Generalleutenant Ludwig Balthasar von Schrautenbach-Weitolshausen
Ludwig Balthasar von Schrautenbach-Weitolshausen (Weitelshausen, Weidelshausen), geboren 1655, starb als fürstlich hessen-darmstädtischer Generallieutenant Ende 1738. Die Eltern des in der hessischen Kriegsgeschichte unter dem Namen v. Schrautenbach vielgenannten verdienten Offiziers waren der hessen-darmstädtische Kammerjunker und Oberstwachtmeister von den Landreitern Georg Friedrich Balthasar v. Weitolshausen gen. Schrautenbach und dessen Gattin Maria Engel, geborene Freiin v. Stein; Ludwig Balthasar war deren zweites Kind. Der Name des jungen Offiziers taucht zum ersten Mal im Jahr 1677 auf, als Landgraf Ludwig VI. dem Kaiser Leopold I. infolge eines mit ihm geschlossenen Bündnisvertrages ein Hilfscorps stellte. Die Infanterie dieses Corps, welches mit der Armee der Verbündeten am Rhein und an der Saar gegen die Franzosen kämpfen sollte, bestand aus einem neu errichteten Regiment, dessen Stamm die drei Kompanien der Leibgarde bildeten, von denen Ludwig v. Weitolshausen gen. Schrautenbach die zweite befehligte. Die Ausgangs 1677 ausgerückten Truppen wurden in üblicher Weise bei ihrer Rückkehr im folgenden Jahr auf geringeren Fuß gesetzt, doch wurde die Kompanie v. Schrautenbach erst 1686 abgedankt. Bereits im Jahr 1687 aber fand Schrautenbach wieder Verwendung im aktiven Dienst. Prinz Georg von Hessen übernahm nämlich im Auftrag der mit dem Kaiser und den Polen gegen die Türken verbündeten Republik Venedig die Bildung eines Regiments, um ihr im Verein mit anderen deutschen Truppen bei der Wiedereroberung des Peloponnes behilflich zu sein (Großer Türkenkrieg, 1683–1699). Zu den Offizieren, mit denen der Prinz Abmachungen einging, worin sich dieselben verpflichteten, gegen bestimmtes Werbegeld eine gewisse Zahl von Leuten zu stellen, gehörte der Kapitän der Garde zu Fuß v. Schrautenbach. Er übernahm die Gestellung einer Kompanie und erhielt dafür die Majorsstelle. Noch im Herbst des Jahres 1687 rückte das Regiment nach Ungarn ab, ging dann auf den Peloponnes und bewies überall, vorzüglich aber beim blutigen Sturm auf Negroponte (Chalkis auf Euböa), die größte Tapferkeit.
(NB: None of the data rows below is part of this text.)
impl SqliteStore {
    pub async fn new_local(path: &str) -> Result<Self> {
        let db = Builder::new_local(path)
            .build()
            .await
            .map_err(|e| AppError::Database(format!("Failed to open {}: {}", path, e)))?;
        Self::from_database(db).await
    }

    pub async fn new_memory() -> Result<Self> {
        Self::new_local(":memory:").await
    }

    async fn from_database(db: Database) -> Result<Self> {
        let conn = db
            .connect()
            .map_err(|e| AppError::Database(format!("Failed to get connection: {}", e)))?;

        let store = Self {
            _db: db,
            conn,
            write_lock: Mutex::new(()),
        };
        store.initialize_schema().await?;
        Ok(store)
    }

    async fn initialize_schema(&self) -> Result<()> {
        self.conn
            .execute(
                "CREATE TABLE IF NOT EXISTS projects (
                    id TEXT PRIMARY KEY,
                    name TEXT NOT NULL,
                    description TEXT,
                    kind TEXT NOT NULL,
                    status TEXT NOT NULL,
                    progress INTEGER NOT NULL,
                    due_date TEXT,
                    team TEXT NOT NULL,
                    tasks_completed INTEGER NOT NULL,
                    tasks_total INTEGER NOT NULL,
                    created_at INTEGER NOT NULL
                )",
                (),
            )
            .await
            .map_err(|e| AppError::Database(format!("Failed to create projects table: {}", e)))?;

        self.conn
            .execute(
                "CREATE TABLE IF NOT EXISTS tasks (
                    id TEXT PRIMARY KEY,
                    title TEXT NOT NULL,
                    description TEXT,
                    assignee TEXT NOT NULL,
                    due_date TEXT,
                    priority TEXT NOT NULL,
                    status TEXT NOT NULL,
                    project TEXT,
                    estimated_hours REAL NOT NULL,
                    created_at INTEGER NOT NULL
                )",
                (),
            )
            .await
            .map_err(|e| AppError::Database(format!("Failed to create tasks table: {}", e)))?;

        self.conn
            .execute(
                "CREATE TABLE IF NOT EXISTS team_members (
                    id TEXT PRIMARY KEY,
                    name TEXT NOT NULL,
                    email TEXT NOT NULL,
                    role TEXT NOT NULL,
                    department TEXT,
                    phone TEXT,
                    bio TEXT,
                    status TEXT NOT NULL,
                    initials TEXT NOT NULL,
                    active_tasks INTEGER NOT NULL,
                    completed_tasks INTEGER NOT NULL
                )",
                (),
            )
            .await
            .map_err(|e| {
                AppError::Database(format!("Failed to create team_members table: {}", e))
            })?;

        self.conn
            .execute(
                "CREATE TABLE IF NOT EXISTS notes (
                    id TEXT PRIMARY KEY,
                    title TEXT NOT NULL,
                    content TEXT NOT NULL,
                    created_at INTEGER NOT NULL,
                    updated_at INTEGER NOT NULL
                )",
                (),
            )
            .await
            .map_err(|e| AppError::Database(format!("Failed to create notes table: {}", e)))?;

        Ok(())
    }

    /// Run a query and convert each row while the cursor is positioned on it
    async fn query_map<T>(
        &self,
        sql: &str,
        params: Vec<Value>,
        map: fn(&Row) -> Result<T>,
    ) -> Result<Vec<T>> {
        let mut rows = self
            .conn
            .query(sql, params_from_iter(params))
            .await
            .map_err(|e| AppError::Database(format!("Query failed: {}", e)))?;

        let mut out = Vec::new();
        while let Some(row) = rows
            .next()
            .await
            .map_err(|e| AppError::Database(e.to_string()))?
        {
            out.push(map(&row)?);
        }
        Ok(out)
    }

    async fn query_first<T>(
        &self,
        sql: &str,
        params: Vec<Value>,
        map: fn(&Row) -> Result<T>,
    ) -> Result<Option<T>> {
        Ok(self.query_map(sql, params, map).await?.into_iter().next())
    }

    async fn execute(&self, sql: &str, params: Vec<Value>) -> Result<u64> {
        self.conn
            .execute(sql, params_from_iter(params))
            .await
            .map_err(|e| AppError::Database(format!("Statement failed: {}", e)))
    }

    async fn delete_by_id(&self, table: &str, kind: &str, id: &str) -> Result<()> {
        let affected = self
            .execute(
                &format!("DELETE FROM {} WHERE id = ?", table),
                vec![text(id)],
            )
            .await?;
        if affected == 0 {
            return Err(AppError::NotFound(format!("{} '{}'", kind, id)));
        }
        Ok(())
    }

    async fn count(&self, table: &str) -> Result<i64> {
        let count = self
            .query_first(
                &format!("SELECT COUNT(*) FROM {}", table),
                vec![],
                |row| get_int(row, 0),
            )
            .await?;
        Ok(count.unwrap_or(0))
    }

    async fn insert_task(&self, task: &Task) -> Result<()> {
        self.execute(
            "INSERT INTO tasks (id, title, description, assignee, due_date, priority, status,
                                project, estimated_hours, created_at)
             VALUES (?, ?, ?, ?, ?, ?, ?, ?, ?, ?)",
            vec![
                text(&task.id),
                text(&task.title),
                opt_text(&task.description),
                text(&task.assignee),
                opt_text(&task.due_date),
                enum_text(&task.priority)?,
                enum_text(&task.status)?,
                opt_text(&task.project),
                Value::Real(f64::from(task.estimated_hours)),
                Value::Integer(task.created_at.timestamp_micros()),
            ],
        )
        .await?;
        Ok(())
    }
}
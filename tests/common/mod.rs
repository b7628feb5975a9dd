//! Shared helpers for integration tests.

#![allow(dead_code)]

use axum_test::TestServer;
use std::sync::Arc;
use udx3::{
    AppState, Udx3Config, Udx3ConfigManager,
    api::routes::app,
    db::{DashboardStore, MemoryStore},
    utils::toml_config::RetryConfig,
};

pub const GEMINI_PATH: &str = "/v1beta/models/gemini-pro:generateContent";

/// Config pointing the Gemini client at `base_url`, with the key read from `key_env`.
pub fn test_config(base_url: &str, key_env: &str) -> Udx3Config {
    let mut config = Udx3Config::default();
    config.gemini.base_url = base_url.to_string();
    config.gemini.api_key_env = key_env.to_string();
    config.gemini.request_timeout_secs = 5;
    config
}

/// Retry policy with millisecond backoff so tests stay fast.
pub fn fast_retry(max_attempts: u32) -> RetryConfig {
    RetryConfig {
        max_attempts,
        initial_backoff_ms: 1,
        max_backoff_ms: 5,
        jitter_factor: 0.0,
        ..Default::default()
    }
}

/// Set a test-only env var. Each test uses its own variable name.
pub fn set_env(name: &str, value: &str) {
    unsafe {
        std::env::set_var(name, value);
    }
}

pub fn test_server_with_store(config: Udx3Config, store: Arc<dyn DashboardStore>) -> TestServer {
    let manager = Arc::new(Udx3ConfigManager::from_config(config));
    let state = AppState::new(manager, store).unwrap();
    TestServer::new(app(state)).unwrap()
}

pub fn test_server(config: Udx3Config) -> TestServer {
    test_server_with_store(config, Arc::new(MemoryStore::new()))
}

/// Gemini reply carrying a single text candidate.
pub fn gemini_reply(text: &str) -> serde_json::Value {
    serde_json::json!({
        "candidates": [{
            "content": {
                "parts": [{ "text": text }],
                "role": "model"
            },
            "finishReason": "STOP",
            "index": 0
        }]
    })
}
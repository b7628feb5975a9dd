use crate::AppState;
use crate::api::{cors::cors_middleware, handlers};
use axum::{
    Router, middleware,
    routing::{delete, get, post, put},
};
use tower_http::{limit::RequestBodyLimitLayer, trace::TraceLayer};

pub fn create_router() -> Router<AppState> {
    let dashboard = Router::new()
        .route(
            "/projects",
            get(handlers::dashboard::list_projects).post(handlers::dashboard::create_project),
        )
        .route(
            "/projects/{id}",
            get(handlers::dashboard::get_project).delete(handlers::dashboard::delete_project),
        )
        .route(
            "/tasks",
            get(handlers::dashboard::list_tasks).post(handlers::dashboard::create_task),
        )
        .route(
            "/tasks/{id}",
            get(handlers::dashboard::get_task)
                .patch(handlers::dashboard::update_task)
                .delete(handlers::dashboard::delete_task),
        )
        .route(
            "/tasks/{id}/status",
            put(handlers::dashboard::set_task_status),
        )
        .route(
            "/team",
            get(handlers::dashboard::list_team).post(handlers::dashboard::add_team_member),
        )
        .route("/team/summary", get(handlers::dashboard::team_summary))
        .route("/team/{id}", delete(handlers::dashboard::remove_team_member))
        .route(
            "/notes",
            get(handlers::dashboard::list_notes).post(handlers::dashboard::create_note),
        )
        .route(
            "/notes/{id}",
            get(handlers::dashboard::get_note)
                .put(handlers::dashboard::update_note)
                .delete(handlers::dashboard::delete_note),
        );

    Router::new()
        .route("/health", get(handlers::health::health))
        .route("/chat", post(handlers::chat::chat))
        .nest("/dashboard", dashboard)
}

/// Full application: API routes under `/api`, the legacy function path for
/// the chat proxy, and the shared middleware stack.
pub fn app(state: AppState) -> Router {
    let body_limit = state.config_manager.config().server.body_limit_bytes;

    Router::new()
        .nest("/api", create_router())
        .route("/functions/v1/gemini-chat", post(handlers::chat::chat))
        .layer(RequestBodyLimitLayer::new(body_limit))
        .layer(TraceLayer::new_for_http())
        .layer(middleware::from_fn(cors_middleware))
        .with_state(state)
}
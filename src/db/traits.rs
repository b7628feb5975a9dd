//! Dashboard repository abstraction
//!
//! Handlers depend on [`DashboardStore`] rather than on a concrete backend,
//! so the same routes run against the in-memory store in tests and against
//! SQLite in production.
//!
//! # Example
//!
//! ```rust,ignore
//! use udx3::db::{DatabaseProvider, DashboardStore};
//!
//! let store = DatabaseProvider::Memory.create_store().await?;
//! let tasks = store.list_tasks(&Default::default()).await?;
//! ```

use crate::types::{
    AppError, NewProject, NewTask, NewTeamMember, Note, NoteInput, Project, Result, Task,
    TaskFilter, TaskStatus, TaskUpdate, TeamMember, TeamSummary,
};
use crate::utils::toml_config::{DatabaseConfig, StoreBackend};
use async_trait::async_trait;

/// Repository for everything the dashboard displays.
#[async_trait]
pub trait DashboardStore: Send + Sync {
    // Projects
    async fn list_projects(&self) -> Result<Vec<Project>>;
    async fn get_project(&self, id: &str) -> Result<Project>;
    async fn create_project(&self, project: NewProject) -> Result<Project>;
    async fn delete_project(&self, id: &str) -> Result<()>;

    // Tasks
    async fn list_tasks(&self, filter: &TaskFilter) -> Result<Vec<Task>>;
    async fn get_task(&self, id: &str) -> Result<Task>;
    async fn create_task(&self, task: NewTask) -> Result<Task>;
    async fn update_task(&self, id: &str, update: TaskUpdate) -> Result<Task>;
    async fn delete_task(&self, id: &str) -> Result<()>;

    /// Move a task to another kanban column
    async fn set_task_status(&self, id: &str, status: TaskStatus) -> Result<Task> {
        self.update_task(
            id,
            TaskUpdate {
                status: Some(status),
                ..Default::default()
            },
        )
        .await
    }

    // Team
    async fn list_team_members(&self) -> Result<Vec<TeamMember>>;
    async fn add_team_member(&self, member: NewTeamMember) -> Result<TeamMember>;
    async fn remove_team_member(&self, id: &str) -> Result<()>;

    async fn team_summary(&self) -> Result<TeamSummary> {
        let members = self.list_team_members().await?;
        Ok(TeamSummary::from_members(&members))
    }

    // Notes
    /// Notes newest first, optionally filtered by a case-insensitive substring
    async fn list_notes(&self, query: Option<&str>) -> Result<Vec<Note>>;
    async fn get_note(&self, id: &str) -> Result<Note>;
    async fn create_note(&self, note: NoteInput) -> Result<Note>;
    async fn update_note(&self, id: &str, note: NoteInput) -> Result<Note>;
    async fn delete_note(&self, id: &str) -> Result<()>;

    /// True when the store holds no projects, tasks or team members
    async fn is_empty(&self) -> Result<bool>;
}

/// Database provider configuration
#[derive(Debug, Clone, Default)]
pub enum DatabaseProvider {
    /// In-process store (ephemeral, lost on restart)
    #[default]
    Memory,
    /// File-based SQLite database via libsql
    SQLite {
        /// Path to the SQLite database file
        path: String,
    },
}

impl DatabaseProvider {
    pub fn from_config(config: &DatabaseConfig) -> Self {
        match config.backend {
            StoreBackend::Memory => DatabaseProvider::Memory,
            StoreBackend::Sqlite => DatabaseProvider::SQLite {
                path: config.path.clone(),
            },
        }
    }

    /// Create a store for this provider configuration
    pub async fn create_store(&self) -> Result<Box<dyn DashboardStore>> {
        match self {
            DatabaseProvider::Memory => Ok(Box::new(super::memory::MemoryStore::new())),
            DatabaseProvider::SQLite { path } => {
                if let Some(parent) = std::path::Path::new(path).parent()
                    && !parent.as_os_str().is_empty()
                {
                    std::fs::create_dir_all(parent).map_err(|e| {
                        AppError::Database(format!(
                            "Failed to create database directory {:?}: {}",
                            parent, e
                        ))
                    })?;
                }
                let store = super::sqlite::SqliteStore::new_local(path).await?;
                Ok(Box::new(store))
            }
        }
    }

    pub fn name(&self) -> &'static str {
        match self {
            DatabaseProvider::Memory => "memory",
            DatabaseProvider::SQLite { .. } => "sqlite",
        }
    }
}
//! API request handlers.

/// Gemini chat proxy handler.
pub mod chat;
/// Projects, tasks, team and notes handlers.
pub mod dashboard;
/// Health check handler.
pub mod health;
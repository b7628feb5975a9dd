//! LLM client abstraction
//!
//! The chat handler talks to the upstream model through [`LLMClient`] so the
//! relay logic can be exercised against a mock in unit tests and against a
//! wiremock-backed [`GeminiClient`](super::gemini::GeminiClient) in
//! integration tests.

use crate::types::Result;
use async_trait::async_trait;

/// Generic LLM client trait for provider abstraction
#[cfg_attr(test, mockall::automock)]
#[async_trait]
pub trait LLMClient: Send + Sync {
    /// Generate a completion from a prompt
    async fn generate(&self, prompt: &str) -> Result<String>;

    /// Generate with a system/context instruction placed ahead of the prompt
    async fn generate_with_system(&self, system: &str, prompt: &str) -> Result<String>;

    /// Get the model name/identifier
    fn model_name(&self) -> &str;
}

/// Combine a context instruction and a user prompt into one text block.
pub fn compose_prompt(system: &str, prompt: &str) -> String {
    format!("{}\n\nUser: {}", system, prompt)
}

#[cfg(test)]
mod tests {
    use super::*;

    #[test]
    fn test_compose_prompt_layout() {
        assert_eq!(
            compose_prompt("Be helpful.", "What is due today?"),
            "Be helpful.\n\nUser: What is due today?"
        );
    }

    #[tokio::test]
    async fn test_mock_client_is_object_safe() {
        let mut mock = MockLLMClient::new();
        mock.expect_generate()
            .returning(|prompt| Ok(format!("echo: {}", prompt)));
        mock.expect_model_name().return_const("mock-model".to_string());

        let client: Box<dyn LLMClient> = Box::new(mock);
        assert_eq!(client.generate("hi").await.unwrap(), "echo: hi");
        assert_eq!(client.model_name(), "mock-model");
    }
}
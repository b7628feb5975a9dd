//! Record construction and validation shared by every store backend.

use crate::types::{
    AppError, NewProject, NewTask, NewTeamMember, Note, NoteInput, Project, Result, Task,
    TaskUpdate, TeamMember, initials,
};
use chrono::{DateTime, Utc};
use uuid::Uuid;

const NEW_NOTE_TITLE: &str = "New note";
const UNTITLED_NOTE: &str = "Untitled";

/// Current time truncated to microseconds, the precision SQLite keeps.
pub fn now() -> DateTime<Utc> {
    let now = Utc::now();
    DateTime::from_timestamp_micros(now.timestamp_micros()).unwrap_or(now)
}

fn new_id() -> String {
    Uuid::new_v4().to_string()
}

fn required(value: &str, field: &str) -> Result<String> {
    let trimmed = value.trim();
    if trimmed.is_empty() {
        return Err(AppError::InvalidInput(format!("{} is required", field)));
    }
    Ok(trimmed.to_string())
}

pub fn build_project(input: NewProject) -> Result<Project> {
    let name = required(&input.name, "name")?;
    if input.progress > 100 {
        return Err(AppError::InvalidInput(format!(
            "progress must be between 0 and 100, got {}",
            input.progress
        )));
    }
    if input.tasks_completed > input.tasks_total {
        return Err(AppError::InvalidInput(
            "tasks_completed cannot exceed tasks_total".to_string(),
        ));
    }

    Ok(Project {
        id: new_id(),
        name,
        description: input.description,
        kind: input.kind,
        status: input.status,
        progress: input.progress,
        due_date: input.due_date,
        team: input.team,
        tasks_completed: input.tasks_completed,
        tasks_total: input.tasks_total,
        created_at: now(),
    })
}

pub fn build_task(input: NewTask) -> Result<Task> {
    let title = required(&input.title, "title")?;
    validate_hours(input.estimated_hours)?;

    Ok(Task {
        id: new_id(),
        title,
        description: input.description,
        assignee: input.assignee,
        due_date: input.due_date,
        priority: input.priority,
        status: input.status,
        project: input.project,
        estimated_hours: input.estimated_hours,
        created_at: now(),
    })
}

/// Apply an update to a copy of `task`, rejecting blank titles.
pub fn updated_task(task: &Task, update: TaskUpdate) -> Result<Task> {
    if let Some(title) = &update.title {
        required(title, "title")?;
    }
    if let Some(hours) = update.estimated_hours {
        validate_hours(hours)?;
    }

    let mut next = task.clone();
    update.apply(&mut next);
    next.title = next.title.trim().to_string();
    Ok(next)
}

fn validate_hours(hours: f32) -> Result<()> {
    if !hours.is_finite() || hours < 0.0 {
        return Err(AppError::InvalidInput(
            "estimated_hours must be a non-negative number".to_string(),
        ));
    }
    Ok(())
}

pub fn build_member(input: NewTeamMember) -> Result<TeamMember> {
    let name = required(&input.name, "name")?;
    let email = required(&input.email, "email")?;
    let role = required(&input.role, "role")?;
    if !email.contains('@') {
        return Err(AppError::InvalidInput(format!(
            "'{}' is not a valid email address",
            email
        )));
    }

    Ok(TeamMember {
        id: new_id(),
        initials: initials(&name),
        name,
        email,
        role,
        department: input.department,
        phone: input.phone,
        bio: input.bio,
        status: input.status,
        active_tasks: input.active_tasks,
        completed_tasks: input.completed_tasks,
    })
}

pub fn build_note(input: NoteInput) -> Note {
    let now = now();
    let title = if input.title.trim().is_empty() {
        NEW_NOTE_TITLE.to_string()
    } else {
        input.title
    };

    Note {
        id: new_id(),
        title,
        content: input.content,
        created_at: now,
        updated_at: now,
    }
}

/// Saved version of `note`; a blank title is stored as "Untitled".
pub fn saved_note(note: &Note, input: NoteInput) -> Note {
    let title = if input.title.trim().is_empty() {
        UNTITLED_NOTE.to_string()
    } else {
        input.title
    };

    Note {
        title,
        content: input.content,
        updated_at: now(),
        ..note.clone()
    }
}

/// Case-insensitive substring match over title and content.
pub fn note_matches(note: &Note, query: &str) -> bool {
    let query = query.to_lowercase();
    note.title.to_lowercase().contains(&query) || note.content.to_lowercase().contains(&query)
}

#[cfg(test)]
mod tests {
    use super::*;
    use crate::types::{MemberStatus, ProjectStatus, TaskStatus};

    fn new_member(name: &str, email: &str, role: &str) -> NewTeamMember {
        NewTeamMember {
            name: name.to_string(),
            email: email.to_string(),
            role: role.to_string(),
            department: None,
            phone: None,
            bio: None,
            status: MemberStatus::default(),
            active_tasks: 0,
            completed_tasks: 0,
        }
    }

    #[test]
    fn test_member_requires_name_email_role() {
        assert!(build_member(new_member("", "a@b.c", "Dev")).is_err());
        assert!(build_member(new_member("Ann", "  ", "Dev")).is_err());
        assert!(build_member(new_member("Ann", "a@b.c", "")).is_err());
        assert!(build_member(new_member("Ann", "not-an-email", "Dev")).is_err());

        let member = build_member(new_member("  Ann Lee ", "ann@company.com", "Dev")).unwrap();
        assert_eq!(member.name, "Ann Lee");
        assert_eq!(member.initials, "AL");
        assert_eq!(member.status, MemberStatus::Active);
        assert_eq!(member.active_tasks, 0);
    }

    #[test]
    fn test_project_progress_bounds() {
        let project = |progress| NewProject {
            name: "Website Redesign".to_string(),
            description: None,
            kind: "operational".to_string(),
            status: ProjectStatus::OnTrack,
            progress,
            due_date: None,
            team: vec![],
            tasks_completed: 0,
            tasks_total: 0,
        };
        assert!(build_project(project(100)).is_ok());
        let err = build_project(project(101)).unwrap_err();
        assert!(matches!(err, AppError::InvalidInput(_)));
    }

    #[test]
    fn test_task_blank_title_rejected_on_update() {
        let task = build_task(NewTask {
            title: "Write documentation".to_string(),
            description: None,
            assignee: "Mike".to_string(),
            due_date: None,
            priority: Default::default(),
            status: TaskStatus::Todo,
            project: None,
            estimated_hours: 2.0,
        })
        .unwrap();

        let blank = TaskUpdate {
            title: Some("   ".to_string()),
            ..Default::default()
        };
        assert!(updated_task(&task, blank).is_err());

        let negative = TaskUpdate {
            estimated_hours: Some(-1.0),
            ..Default::default()
        };
        assert!(updated_task(&task, negative).is_err());
    }

    #[test]
    fn test_note_title_defaults() {
        let note = build_note(NoteInput::default());
        assert_eq!(note.title, "New note");
        assert_eq!(note.created_at, note.updated_at);

        let saved = saved_note(
            &note,
            NoteInput {
                title: String::new(),
                content: "body".to_string(),
            },
        );
        assert_eq!(saved.title, "Untitled");
        assert_eq!(saved.content, "body");
        assert_eq!(saved.id, note.id);
        assert_eq!(saved.created_at, note.created_at);
    }

    #[test]
    fn test_note_matches_case_insensitive() {
        let note = build_note(NoteInput {
            title: "Sprint Retro".to_string(),
            content: "Action items for QA".to_string(),
        });
        assert!(note_matches(&note, "retro"));
        assert!(note_matches(&note, "qa"));
        assert!(!note_matches(&note, "budget"));
    }
}
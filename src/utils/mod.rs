//! Configuration and logging utilities.

/// Tracing subscriber setup.
pub mod logging;
/// TOML configuration with hot reload.
pub mod toml_config;

pub use toml_config::{ConfigError, Udx3Config, Udx3ConfigManager};
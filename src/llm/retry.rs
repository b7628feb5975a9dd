use std::time::{Duration, Instant};

use rand::Rng;
use reqwest::StatusCode;
use tracing::debug;

use crate::utils::toml_config::RetryConfig;

/// Check if an upstream HTTP status code indicates a transient failure
pub fn is_retryable_status(status: StatusCode) -> bool {
    matches!(
        status,
        StatusCode::REQUEST_TIMEOUT
            | StatusCode::TOO_MANY_REQUESTS
            | StatusCode::BAD_GATEWAY
            | StatusCode::SERVICE_UNAVAILABLE
            | StatusCode::GATEWAY_TIMEOUT
    )
}

/// Computes exponential backoff with optional jitter.
#[derive(Debug, Clone)]
pub struct BackoffCalculator;

impl BackoffCalculator {
    /// Calculate backoff delay for a given attempt index (0-based).
    pub fn calculate_delay(config: &RetryConfig, attempt: u32) -> Duration {
        let pow = config.backoff_multiplier.powi(attempt as i32);
        let delay_ms =
            ((config.initial_backoff_ms as f32 * pow) as u64).min(config.max_backoff_ms);

        let jitter = config.jitter_factor.clamp(0.0, 1.0);
        if jitter > 0.0 {
            let mut rng = rand::rng();
            let jitter_scale: f32 = rng.random_range(-jitter..=jitter);
            let jitter_ms = (delay_ms as f32 * jitter_scale).round();
            let adjusted = (delay_ms as i64 + jitter_ms as i64).max(0) as u64;
            return Duration::from_millis(adjusted);
        }

        Duration::from_millis(delay_ms)
    }
}

/// A thin async retry executor bounded by attempt count and a time budget.
#[derive(Debug, Clone, Default)]
pub struct RetryExecutor;

impl RetryExecutor {
    /// Run `operation(attempt)` until `should_retry` rejects the output, the
    /// attempts are exhausted, or the next sleep would overrun the budget.
    /// The last output is returned in every case.
    pub async fn execute<Op, Fut, T, ShouldRetry>(
        config: &RetryConfig,
        mut operation: Op,
        should_retry: ShouldRetry,
    ) -> T
    where
        Op: FnMut(u32) -> Fut,
        Fut: std::future::Future<Output = T>,
        ShouldRetry: Fn(&T) -> bool,
    {
        let max = config.max_attempts.max(1);
        let budget = Duration::from_millis(config.budget_ms);
        let started = Instant::now();
        let mut attempt: u32 = 0;

        loop {
            let output = operation(attempt).await;

            if attempt + 1 >= max || !should_retry(&output) {
                return output;
            }

            let delay = BackoffCalculator::calculate_delay(config, attempt);
            if started.elapsed() + delay > budget {
                debug!(
                    attempt = attempt,
                    budget_ms = config.budget_ms,
                    "Retry budget exhausted"
                );
                return output;
            }

            debug!(
                attempt = attempt,
                next_attempt = attempt + 1,
                delay_ms = delay.as_millis() as u64,
                "Retry backoff"
            );
            tokio::time::sleep(delay).await;

            attempt += 1;
        }
    }
}
use axum::Json;
use serde::{Deserialize, Serialize};

#[derive(Debug, Serialize, Deserialize)]
pub struct HealthResponse {
    pub status: String,
    pub version: String,
}

/// Liveness probe
pub async fn health() -> Json<HealthResponse> {
    Json(HealthResponse {
        status: "ok".to_string(),
        version: env!("CARGO_PKG_VERSION").to_string(),
    })
}
//! Configuration file integration tests

use std::fs;
use std::time::Duration;
use tempfile::TempDir;
use udx3::Udx3ConfigManager;
use udx3::utils::toml_config::{LogFormat, StoreBackend};

const BASE_CONFIG: &str = r#"
[server]
port = 4100
log_format = "json"

[gemini]
api_key_env = "UDX3_CONFIG_IT_KEY"
model = "gemini-pro"

[gemini.retry]
max_attempts = 1

[database]
backend = "memory"
"#;

#[test]
fn test_manager_loads_file_and_defaults_missing_sections() {
    let dir = TempDir::new().unwrap();
    let path = dir.path().join("udx3.toml");
    fs::write(&path, BASE_CONFIG).unwrap();

    let manager = Udx3ConfigManager::new(&path).unwrap();
    let config = manager.config();

    assert_eq!(config.server.port, 4100);
    assert_eq!(config.server.host, "127.0.0.1");
    assert_eq!(config.server.log_format, LogFormat::Json);
    assert_eq!(config.database.backend, StoreBackend::Memory);
    assert_eq!(
        config.gemini.base_url,
        "https://generativelanguage.googleapis.com"
    );
    assert!((config.gemini.generation.temperature - 0.7).abs() < f32::EPSILON);
}

#[test]
fn test_invalid_file_is_an_error_not_a_fallback() {
    let dir = TempDir::new().unwrap();
    let path = dir.path().join("udx3.toml");
    fs::write(&path, "[gemini.retry]\nmax_attempts = 0\n").unwrap();

    assert!(Udx3ConfigManager::load_or_default(&path).is_err());
}

#[tokio::test]
async fn test_hot_reload_picks_up_edits() {
    let dir = TempDir::new().unwrap();
    let path = dir.path().join("udx3.toml");
    fs::write(&path, BASE_CONFIG).unwrap();

    let manager = Udx3ConfigManager::new(&path).unwrap();
    manager.start_watching().unwrap();

    fs::write(&path, BASE_CONFIG.replace("max_attempts = 1", "max_attempts = 3")).unwrap();

    let mut reloaded = false;
    for _ in 0..50 {
        if manager.config().gemini.retry.max_attempts == 3 {
            reloaded = true;
            break;
        }
        tokio::time::sleep(Duration::from_millis(100)).await;
    }
    manager.stop_watching();

    assert!(reloaded, "watcher did not reload the edited file");
}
Im Februar 1690 kehrten die Hessen, wegen des inzwischen ausgebrochenen Pfälzischen Erbfolgekrieges mit Frankreich zurückgerufen, in ihre Heimat zurück; Verluste vor dem Feind und verheerende Krankheit hatten das Regiment so geschwächt, dass schon im Mai 1689 nur noch 191 Mann davon am Leben waren. Alsbald fand Schrautenbach Gelegenheit zu weiterer kriegerischer Tätigkeit teils am Rhein, teils in den Niederlanden. Schrautenbach übernahm nunmehr als Oberstlieutenant das Regimentskommando. Um das so stark zusammengeschmolzene Regiment zu vervollständigen wurde es mit der bisherigen Leibgarde vereinigt und führte fortan den Namen „von Schrautenbachisches Regiment“. Im Juni 1691 stand Schrautenbach bei Worms. 1693 sollte Schrautenbach, der inzwischen zum Oberst aufgerückt war, Heidelberg entsetzen, doch kam er zu spät. Die Franzosen hatten sich des Schlosses und der Stadt bereits bemächtigt und überschwemmten von da aus die darmstädtische Obergrafschaft Katzenelnbogen, auch Darmstadt selbst wurde vom Feind gebrandschatzt. Trotz tapferer Gegenwehr vermochten die Hessen dies nicht zu verhindern. Das v. Schrautenbachische Regiment wurde im Jahre 1694 von 11 auf 13 Kompanien gebracht, jede einschließlich der Offiziere und Unteroffiziere 100 Mann stark, weil es außer dem Felddienst in Verbindung mit den Truppen des oberrheinischen Kreises und der Reichsarmee auch den Garnisonsdienst zu Darmstadt zu leisten hatte. 1695 befand sich das Regiment zum größten Teil in Brabant, wo es sich bei der Belagerung von Namur wiederholt auszeichnete. Schrautenbachs Grenadiere waren es, die bei der Blutarbeit des letzten Sturmes den langen Kampf zu siegreicher Entscheidung führen halfen. Drei Kompanien des Regiments hatten unterdessen das hessische Kontingent zu den Truppen des oberrheinischen Kreises gebildet. Mit der dauernden Trennung so bedeutender Bestandteile des Regiments von dessen Gros war die Einheitlichkeit des für die damalige Zeit schon an und für sich ungewöhnlich starken Regimentsverbandes wesentlich beeinträchtigt. Deshalb schied man diese Kompanien völlig aus und gliederte sie dem am 1. April 1697 von Landgraf Ernst Ludwig neu errichteten Kreisregiment an, zu dem überdies noch drei weitere Kompanien des Regiments „von Schrautenbach“ abgegeben wurden.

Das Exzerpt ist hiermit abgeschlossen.